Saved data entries
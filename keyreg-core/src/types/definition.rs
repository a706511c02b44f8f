//! Compiled-in key definitions.

use chrono::{DateTime, Utc};

use crate::constants::UNDEFINED_GENERATED_TIME;

/// An immutable public key record baked into the executable.
///
/// Tables of definitions live in static memory; the registry only ever keeps
/// a reference to a definition and compares definitions by address, never by
/// content.
#[derive(Debug)]
pub struct KeyDefinition {
    data: Option<&'static [u8]>,
    generated_time: i64,
}

impl KeyDefinition {
    /// Placeholder entry for an index with no compiled key.
    pub const EMPTY: KeyDefinition = KeyDefinition {
        data: None,
        generated_time: UNDEFINED_GENERATED_TIME,
    };

    /// Creates a definition from encoded key bytes and the time (seconds since
    /// the Unix epoch) the key was generated.
    pub const fn new(data: &'static [u8], generated_time: i64) -> Self {
        Self {
            data: Some(data),
            generated_time,
        }
    }

    /// Returns the encoded key bytes, or `None` for an empty entry.
    pub fn data(&self) -> Option<&'static [u8]> {
        self.data
    }

    /// Returns the length of the encoded key in bytes.
    pub fn len(&self) -> usize {
        self.data.map_or(0, <[u8]>::len)
    }

    /// Returns true if this entry carries no key data.
    pub fn is_empty(&self) -> bool {
        self.data.is_none()
    }

    /// Returns the baked-in generation timestamp.
    pub fn generated_time(&self) -> i64 {
        self.generated_time
    }
}

/// Formats a generation timestamp for display.
///
/// Returns `"-"` for the undefined timestamp and for values outside the
/// representable range.
pub fn format_generated_time(generated_time: i64) -> String {
    if generated_time == UNDEFINED_GENERATED_TIME {
        return "-".into();
    }
    DateTime::<Utc>::from_timestamp(generated_time, 0)
        .map(|t| t.to_rfc3339())
        .unwrap_or_else(|| "-".into())
}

Prompt: When you reach the line holding "an empty entry." in the records above, begin reproducing exactly, stop after the line holding "baked-in generation timestamp.", and output nothing else.

Response:
    /// Returns the encoded key bytes, or `None` for an empty entry.
    pub fn data(&self) -> Option<&'static [u8]> {
        self.data
    }

    /// Returns the length of the encoded key in bytes.
    pub fn len(&self) -> usize {
        self.data.map_or(0, <[u8]>::len)
    }

    /// Returns true if this entry carries no key data.
    pub fn is_empty(&self) -> bool {
        self.data.is_none()
    }

    /// Returns the baked-in generation timestamp.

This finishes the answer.